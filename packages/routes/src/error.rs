use std::io;
use std::path::PathBuf;

#[derive(thiserror::Error, Debug)]
pub enum ScanError {
    #[error("failed to walk routes directory: {0}")]
    Walk(#[from] walkdir::Error),

    #[error("failed to read {}: {source}", path.display())]
    Io {
        path: PathBuf,
        #[source]
        source: io::Error,
    },

    #[error("failed to load route {key} from {}: {message}", path.display())]
    Load {
        key: String,
        path: PathBuf,
        message: String,
    },
}
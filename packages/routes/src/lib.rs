//! Route discovery for routefs.
//!
//! Scans a routes directory for files with a given extension and turns each
//! one into a store entry keyed by its path relative to the directory, with
//! the extension stripped (`blog/post-1.ripple` becomes `/blog/post-1`).
//! [`RescanState`] tracks the previously seen file set so that file-system
//! events can be turned into store updates.

mod config;
mod error;
mod rescan;
mod scan;

pub use config::RouteScanConfig;
pub use error::ScanError;
pub use rescan::{apply_changes, RescanState, RouteChanges, WatchEvent, WatchEventKind};
pub use scan::{discover, load_text, route_key, seed_store, RouteFile};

• • •

* **Exercise description**
Give back, unchanged, the run of lines in the listing above that begins at the line containing "and turns each" and ends at the line containing "the extension stripped", both included.

* **Written response**
//! Scans a routes directory for files with a given extension and turns each
//! one into a store entry keyed by its path relative to the directory, with
//! the extension stripped (`blog/post-1.ripple` becomes `/blog/post-1`).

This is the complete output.